→ **Records to process**
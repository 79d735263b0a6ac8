//! Versioned JSON reader/writer for .jeo files.
//!
//! Only the keyed-object 2.0 schema is supported. Version 1 files used a
//! positional-array encoding that is no longer produced or accepted; the
//! reader reports them as legacy rather than malformed.

use std::fs;
use std::path::Path;

use serde::{Deserialize, Serialize};

use crate::{FormatError, Model};

/// Schema version written by [`to_json`] and required by [`from_json`].
pub const VERSION: Version = Version { major: 2, minor: 0 };

/// A `{major, minor}` schema version.
#[derive(Debug, Clone, Copy, PartialEq, Eq, Serialize, Deserialize)]
pub struct Version {
    /// Major version; bumped on incompatible schema changes.
    pub major: u64,
    /// Minor version; bumped on additive changes.
    pub minor: u64,
}

/// The on-disk document: a version header plus the model body.
#[derive(Debug, Serialize, Deserialize)]
struct VersionedModel {
    version: Version,
    #[serde(flatten)]
    model: Model,
}

/// Serialize a model to pretty-printed 2.0 JSON.
pub fn to_json(model: &Model) -> Result<String, FormatError> {
    let document = VersionedModel {
        version: VERSION,
        model: model.clone(),
    };
    Ok(serde_json::to_string_pretty(&document)?)
}

/// Parse a .jeo document, checking the version and validating the model.
pub fn from_json(text: &str) -> Result<Model, FormatError> {
    let document: VersionedModel = serde_json::from_str(text)?;

    let Version { major, minor } = document.version;
    if major < 2 {
        return Err(FormatError::LegacyVersion { major, minor });
    }
    if document.version != VERSION {
        return Err(FormatError::UnsupportedVersion { major, minor });
    }

    document.model.validate()?;
    Ok(document.model)
}

/// Read and decode a .jeo file.
pub fn read_file(path: &Path) -> Result<Model, FormatError> {
    let text = fs::read_to_string(path)?;
    from_json(&text)
}

/// Encode and write a .jeo file.
pub fn write_file(model: &Model, path: &Path) -> Result<(), FormatError> {
    let text = to_json(model)?;
    fs::write(path, text)?;
    Ok(())
}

→ **Task details**
Search the material above for "return". Copy each line that has it.

→ **Written reply**
        return Err(FormatError::LegacyVersion { major, minor });
        return Err(FormatError::UnsupportedVersion { major, minor });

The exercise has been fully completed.